Saved entries:
——

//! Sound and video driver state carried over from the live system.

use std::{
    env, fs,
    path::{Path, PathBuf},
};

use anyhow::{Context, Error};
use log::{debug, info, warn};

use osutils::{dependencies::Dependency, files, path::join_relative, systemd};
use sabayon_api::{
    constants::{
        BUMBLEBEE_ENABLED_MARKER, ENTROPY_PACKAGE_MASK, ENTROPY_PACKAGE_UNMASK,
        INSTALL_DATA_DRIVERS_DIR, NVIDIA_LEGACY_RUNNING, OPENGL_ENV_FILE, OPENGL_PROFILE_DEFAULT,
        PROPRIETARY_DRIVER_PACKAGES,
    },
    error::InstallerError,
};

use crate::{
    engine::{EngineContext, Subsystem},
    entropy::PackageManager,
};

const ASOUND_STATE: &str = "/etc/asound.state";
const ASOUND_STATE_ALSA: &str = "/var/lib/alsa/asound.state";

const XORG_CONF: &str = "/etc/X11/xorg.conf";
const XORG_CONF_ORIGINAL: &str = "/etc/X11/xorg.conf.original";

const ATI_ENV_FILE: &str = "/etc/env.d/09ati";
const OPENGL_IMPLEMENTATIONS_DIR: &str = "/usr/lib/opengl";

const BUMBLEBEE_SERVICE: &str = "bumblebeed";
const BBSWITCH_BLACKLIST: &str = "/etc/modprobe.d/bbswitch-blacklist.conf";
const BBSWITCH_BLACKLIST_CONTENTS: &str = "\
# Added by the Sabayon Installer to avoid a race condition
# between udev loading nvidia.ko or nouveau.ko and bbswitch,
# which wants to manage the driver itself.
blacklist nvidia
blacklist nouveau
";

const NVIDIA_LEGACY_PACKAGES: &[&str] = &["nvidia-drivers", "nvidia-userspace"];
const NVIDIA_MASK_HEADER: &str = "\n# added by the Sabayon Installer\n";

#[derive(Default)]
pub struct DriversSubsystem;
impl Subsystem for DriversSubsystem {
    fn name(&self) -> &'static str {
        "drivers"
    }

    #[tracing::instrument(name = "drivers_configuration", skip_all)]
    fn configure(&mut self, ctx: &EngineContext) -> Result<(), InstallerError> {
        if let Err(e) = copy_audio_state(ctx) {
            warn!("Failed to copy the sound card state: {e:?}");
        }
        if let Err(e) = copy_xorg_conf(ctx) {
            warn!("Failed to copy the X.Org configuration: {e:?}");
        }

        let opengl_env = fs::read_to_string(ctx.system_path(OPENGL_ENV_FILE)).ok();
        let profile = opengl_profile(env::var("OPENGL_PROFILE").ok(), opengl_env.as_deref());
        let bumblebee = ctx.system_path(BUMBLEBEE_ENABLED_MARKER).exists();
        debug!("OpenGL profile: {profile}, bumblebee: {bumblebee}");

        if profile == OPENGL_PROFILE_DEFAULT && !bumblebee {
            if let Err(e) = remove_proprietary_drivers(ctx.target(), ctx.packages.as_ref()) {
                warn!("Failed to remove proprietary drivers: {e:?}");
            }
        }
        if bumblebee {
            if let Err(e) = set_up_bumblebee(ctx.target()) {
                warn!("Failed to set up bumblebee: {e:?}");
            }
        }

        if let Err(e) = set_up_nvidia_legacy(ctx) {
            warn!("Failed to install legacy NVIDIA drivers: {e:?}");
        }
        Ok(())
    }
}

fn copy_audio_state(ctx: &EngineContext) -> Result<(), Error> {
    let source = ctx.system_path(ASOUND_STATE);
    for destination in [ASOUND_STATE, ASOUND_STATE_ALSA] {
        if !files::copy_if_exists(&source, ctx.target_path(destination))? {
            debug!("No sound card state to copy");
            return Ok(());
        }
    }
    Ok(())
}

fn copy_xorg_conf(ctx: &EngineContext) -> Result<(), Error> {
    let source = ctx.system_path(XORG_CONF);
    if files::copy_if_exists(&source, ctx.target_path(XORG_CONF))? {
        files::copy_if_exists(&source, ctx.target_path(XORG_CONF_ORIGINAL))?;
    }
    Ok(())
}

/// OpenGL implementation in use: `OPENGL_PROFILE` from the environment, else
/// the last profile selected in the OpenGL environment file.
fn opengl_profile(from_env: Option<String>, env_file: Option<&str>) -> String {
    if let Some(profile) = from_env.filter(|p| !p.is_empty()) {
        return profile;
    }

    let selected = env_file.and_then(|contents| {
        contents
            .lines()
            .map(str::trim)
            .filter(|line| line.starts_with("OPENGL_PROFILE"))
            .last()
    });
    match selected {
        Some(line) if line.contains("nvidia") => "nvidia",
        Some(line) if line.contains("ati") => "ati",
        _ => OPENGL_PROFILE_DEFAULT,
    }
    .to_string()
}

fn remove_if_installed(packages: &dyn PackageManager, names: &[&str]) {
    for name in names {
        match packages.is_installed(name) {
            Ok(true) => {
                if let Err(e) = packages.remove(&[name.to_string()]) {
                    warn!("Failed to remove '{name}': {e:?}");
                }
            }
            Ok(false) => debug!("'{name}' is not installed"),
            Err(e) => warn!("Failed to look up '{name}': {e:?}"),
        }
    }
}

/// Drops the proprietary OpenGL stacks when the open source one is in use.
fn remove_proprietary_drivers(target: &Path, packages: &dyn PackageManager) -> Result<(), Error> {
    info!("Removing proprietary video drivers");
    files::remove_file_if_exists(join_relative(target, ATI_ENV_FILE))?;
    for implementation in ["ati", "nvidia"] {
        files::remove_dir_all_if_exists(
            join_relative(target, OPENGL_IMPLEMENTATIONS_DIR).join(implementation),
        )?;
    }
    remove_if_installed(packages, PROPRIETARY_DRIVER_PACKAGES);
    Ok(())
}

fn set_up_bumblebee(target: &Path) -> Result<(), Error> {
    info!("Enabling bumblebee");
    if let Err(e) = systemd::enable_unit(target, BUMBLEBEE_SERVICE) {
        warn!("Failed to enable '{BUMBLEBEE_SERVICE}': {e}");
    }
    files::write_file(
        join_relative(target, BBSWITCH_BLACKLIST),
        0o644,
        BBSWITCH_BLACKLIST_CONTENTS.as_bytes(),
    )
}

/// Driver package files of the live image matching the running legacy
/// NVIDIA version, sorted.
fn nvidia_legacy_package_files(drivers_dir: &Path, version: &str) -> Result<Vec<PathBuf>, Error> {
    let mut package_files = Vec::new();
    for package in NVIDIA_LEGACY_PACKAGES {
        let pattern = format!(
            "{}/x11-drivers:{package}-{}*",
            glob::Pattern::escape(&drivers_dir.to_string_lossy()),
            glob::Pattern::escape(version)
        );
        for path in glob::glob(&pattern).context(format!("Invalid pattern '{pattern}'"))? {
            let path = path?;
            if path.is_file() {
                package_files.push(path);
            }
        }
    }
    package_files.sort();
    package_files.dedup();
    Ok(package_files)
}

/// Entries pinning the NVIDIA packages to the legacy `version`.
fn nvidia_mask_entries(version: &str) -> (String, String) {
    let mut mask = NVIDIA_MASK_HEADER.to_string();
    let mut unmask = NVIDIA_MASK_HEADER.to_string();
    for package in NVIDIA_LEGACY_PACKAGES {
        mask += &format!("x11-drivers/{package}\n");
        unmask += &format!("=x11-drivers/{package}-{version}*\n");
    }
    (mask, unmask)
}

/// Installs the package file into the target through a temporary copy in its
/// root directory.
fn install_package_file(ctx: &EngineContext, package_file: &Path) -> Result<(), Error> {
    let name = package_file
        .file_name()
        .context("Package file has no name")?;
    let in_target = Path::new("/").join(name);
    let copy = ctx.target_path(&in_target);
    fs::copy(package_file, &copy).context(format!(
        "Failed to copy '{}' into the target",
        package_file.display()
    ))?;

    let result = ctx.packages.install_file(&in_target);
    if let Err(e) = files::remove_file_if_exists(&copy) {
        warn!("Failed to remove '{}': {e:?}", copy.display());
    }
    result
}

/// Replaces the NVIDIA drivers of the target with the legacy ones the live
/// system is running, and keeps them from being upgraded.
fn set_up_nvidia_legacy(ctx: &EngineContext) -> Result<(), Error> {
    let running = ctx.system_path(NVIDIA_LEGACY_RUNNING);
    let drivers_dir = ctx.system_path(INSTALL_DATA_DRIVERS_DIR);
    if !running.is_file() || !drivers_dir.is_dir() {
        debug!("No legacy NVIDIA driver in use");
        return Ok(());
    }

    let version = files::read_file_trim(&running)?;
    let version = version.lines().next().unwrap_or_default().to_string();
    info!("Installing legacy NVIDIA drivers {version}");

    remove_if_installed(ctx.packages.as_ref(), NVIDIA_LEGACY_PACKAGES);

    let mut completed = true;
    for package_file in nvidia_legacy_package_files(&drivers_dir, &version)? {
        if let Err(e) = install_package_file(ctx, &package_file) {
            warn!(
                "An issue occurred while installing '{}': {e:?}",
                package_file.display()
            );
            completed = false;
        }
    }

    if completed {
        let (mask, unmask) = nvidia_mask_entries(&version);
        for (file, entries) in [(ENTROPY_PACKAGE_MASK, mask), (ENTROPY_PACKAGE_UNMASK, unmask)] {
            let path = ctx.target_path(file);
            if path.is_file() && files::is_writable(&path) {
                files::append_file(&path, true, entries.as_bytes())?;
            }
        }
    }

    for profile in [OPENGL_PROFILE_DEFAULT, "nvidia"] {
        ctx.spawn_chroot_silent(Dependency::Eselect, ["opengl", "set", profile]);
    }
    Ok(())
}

——

What the exercise asks: The stretch of entries above that starts with the line containing "const BBSWITCH_BLACKLIST_CONTENTS: &str" and goes on through the line containing "const NVIDIA_LEGACY_PACKAGES: &[&str]" is to be transcribed exactly, and no other line is to be transcribed.

Result for this task:
const BBSWITCH_BLACKLIST_CONTENTS: &str = "\
# Added by the Sabayon Installer to avoid a race condition
# between udev loading nvidia.ko or nouveau.ko and bbswitch,
# which wants to manage the driver itself.
blacklist nvidia
blacklist nouveau
";

const NVIDIA_LEGACY_PACKAGES: &[&str] = &["nvidia-drivers", "nvidia-userspace"];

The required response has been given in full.